По Ю. М. Лотману, «всякая упорядоченность художественно активна, если она проведена не до конца и оставляет определенный резерв неупорядоченности» (147, с. 140). А Л. С. Выготский в главе, посвященной катарсису, утверждает и подчеркивает: «от басни и до трагедии закон эстетической реакции один: она заключает в себе аффект, развивающийся в двух противоположных направлениях, который в завершительной точке, как бы в коротком замыкании, находит свое уничтожение» (46, с. 272). Это «замыкание», я полагаю, начинается с ритма и достигает максимальной силы в завершающем восприятии единства композиции и произведения в целом.
Ритмы разнообразны, как и значения, заполняющие и переполняющие сетку членения времени или пространства.

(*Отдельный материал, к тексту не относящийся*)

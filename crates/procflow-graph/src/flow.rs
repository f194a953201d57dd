use serde::{Deserialize, Serialize};

/// A directed flow between two nodes.
#[derive(Debug, Clone, PartialEq, Serialize, Deserialize)]
pub struct Flow {
    /// Source node id.
    pub source: String,
    /// Target node id.
    pub target: String,
    /// Condition evaluated by an exclusive gateway. See [`crate::Condition`].
    #[serde(default, skip_serializing_if = "Option::is_none")]
    pub condition: Option<String>,
    /// Taken by an exclusive gateway when no condition matches.
    #[serde(default, skip_serializing_if = "is_false")]
    pub default: bool,
    /// Taken when the source task fails with a non-critical unresolved error.
    #[serde(default, skip_serializing_if = "is_false")]
    pub on_error: bool,
}

fn is_false(b: &bool) -> bool {
    !*b
}

impl Flow {
    /// Create an unconditional flow.
    pub fn new(source: impl Into<String>, target: impl Into<String>) -> Self {
        Self {
            source: source.into(),
            target: target.into(),
            condition: None,
            default: false,
            on_error: false,
        }
    }

    /// Create a conditional flow.
    pub fn conditional(
        source: impl Into<String>,
        target: impl Into<String>,
        expr: impl Into<String>,
    ) -> Self {
        Self {
            condition: Some(expr.into()),
            ..Self::new(source, target)
        }
    }

    /// Create the default flow of an exclusive gateway.
    pub fn default_flow(source: impl Into<String>, target: impl Into<String>) -> Self {
        Self {
            default: true,
            ..Self::new(source, target)
        }
    }

    /// Create an error flow.
    pub fn on_error(source: impl Into<String>, target: impl Into<String>) -> Self {
        Self {
            on_error: true,
            ..Self::new(source, target)
        }
    }

    /// Whether this flow is followed on normal completion of its source.
    pub fn is_normal(&self) -> bool {
        !self.on_error
    }
}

Но само появление ритма есть первый признак, намек, говорящий о приближении искусства. Ритм всегда связан с некоторой легкостью, с независимостью причуды, с бездумной вольностью и смелостью. Все это появляется мгновениями в бытовых танцах, в народной песне, в пляске, в узоре, это же можно видеть в старинных постройках и предметах быта. И это невозможно в работе автомата, как бы ни была усложнена его работа.
Сочетание повторяемости с неповторимостью в произведениях искусства выступает, разумеется, в самых разнообразных пропорциях и соотношениях того и другого. Иногда почти господствует повторяемость (ампир), иногда — неповторимость (барокко), но присутствие того и другого необходимо — оно служит удовлетворению потребности в восприятии единства общего и частного, свидетельствующем о достоверности познания.
Л. Н. Толстой называл его «сцеплением»: «Во всем, почти во всем, что я писал, мною руководила потребность собрания мыслей, сцепленных между собою, для выражения себя, но каждая мысль, выраженная словами особо, теряет свой смысл, страшно понижается, когда берется одна из того сцепления, в котором она находится» (250, с. 155).
Рильке в письме о Сезанне выразил это единство иначе: «Кажется, что каждая точка картины знает обо всех остальных» (207, с. 236).
Живописец и педагог П. И. Чистяков называл себя «посредником между учеником и натурой», пренебрежение к натуре он считал величайшим грехом. Ученикам говорил: «Когда рисуешь ухо, смотри в пятку. Все сразу надо видеть. Всю натуру. И чтобы, когда рисуешь нос, представлял себе затылок. И чтобы зритель его видел, этот отсутствующий затылок» (123, с. 35).
В самой общей форме мысль о единстве общего и частного выражена кратко Гегелем: «В художественном произведении нет ничего такого, что не имело бы существенного отношения к содержанию и не выражало бы его» (53, т. 1, с. 103).